Hollande en Salomon de téléréalité?

Et voilà, Hollande a parlé sous la forme d’une allocution télévisée.

Le moins que l’on puisse dire, c’est que j’aurais du mal à ajouter quoi que ce soit de nouveau dans le tombereau de critiques qui lui ont été adressées de toute part à cette occasion.

Il y a d’abord la forme et l’opportunité. Comment un Président de la République peut-il considérer qu’il se trouve de son registre de parler ainsi d’un cas particulier? En parlant, il valide le fait que « le cas Leonarda » devient une cause célèbre; il a même parlé de « légitime émotion ». F. Hollande parait avoir décidé que le Président normal ne peut pas ne pas intervenir à chaud sur tout ce qui fait débat dans la société française. Il n’a pas alors fini d’intervenir: s’il l’a fait sur ce sujet, pourquoi pas sur tous les autres sujets qui se présenteront? Le reproche qu’on peut lui faire de continuer ainsi la détestable pratique de N. Sarkozy en la matière va redoubler.

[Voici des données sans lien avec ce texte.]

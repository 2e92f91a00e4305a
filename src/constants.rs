pub const NAME_MAX_LENGTH: usize = 255;
pub const TITLE_MAX_LENGTH: usize = 255;
pub const LINK_MAX_LENGTH: usize = 255;
pub const EMAIL_MAX_LENGTH: usize = 255;
pub const PASSWORD_MIN_LENGTH: usize = 5;

// NUMERIC(5, 2)
pub const PRICE_MAX_DIGITS: u32 = 5;
pub const PRICE_DECIMAL_PLACES: u32 = 2;

pub const SESSION_COOKIE: &str = "session";
pub const DEFAULT_SESSION_LIFETIME_HOURS: i64 = 24;
pub const DEFAULT_BIND_ADDRESS: &str = "0.0.0.0:8000";
pub const DEFAULT_MAX_CONNECTIONS: u32 = 5;
pub const DEFAULT_LOG_LEVEL: &str = "info";

pub const REQUIRED_FIELD: &str = "This field is required.";
pub const BLANK_FIELD: &str = "This field may not be blank.";
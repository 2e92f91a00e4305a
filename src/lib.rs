mod database {
    pub mod actions;
    pub mod error;
    pub mod form;
    pub mod schema;
}
mod authentication {
    pub mod cryptography;
    pub mod jwt;
    pub mod middleware;
}
mod constants;

pub mod api;
pub mod config;

pub use authentication::*;
pub use constants::*;
pub use database::*;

Il y a ensuite le fond de ce qui a été annoncé. François Hollande fait comme s’il disposait en cette affaire d’une sorte de droit de grâce, ou de droit d’exception au droit commun, du seul fait qu’il se trouve être le Président de la République.  Je sais bien que la fonction présidentielle en France consiste entre autres choses à faire croire à la populace un peu niaise au demeurant qu’un chef omnipotent peut tout (ou presque), tel un Pharaon de l’ancienne Égypte régulant le flux du Nil par ses bonnes relations avec ses pairs, les Dieux. On ne se fait certes élire Président que comme cela: « Ensemble, tout devient possible », ou « Le changement, c’est maintenant », n’est-ce pas? Mais tout de même dans le cas d’espèce, la solution proposée (pas de retour de la famille concernée, mais seulement de la seule Leonarda) s’assoit allègrement sur la chose jugée et le droit en vigueur. Il suffit de lire le rapport des Inspecteurs généraux sur les conditions de l’expulsion pour se rendre compte que la séparation des membres d’une famille ne va pas du tout de soi aujourd’hui. On aurait pu n’expulser que le père de famille, on prend pourtant soin d’expulser dans le même temps tout le monde justement pour ne pas transiger avec ce principe. Et, là, le Président, désavouant son administration, propose le contraire, provoquant d’ailleurs une réaction ulcérée et logique de refus de la part de la dite Leonarda. Le moins que l’on puisse dire, c’est que parler de « jugement de Salomon » à propos de la décision de F. Hollande en l’espèce ne fait justice du sens habituel de cette expression.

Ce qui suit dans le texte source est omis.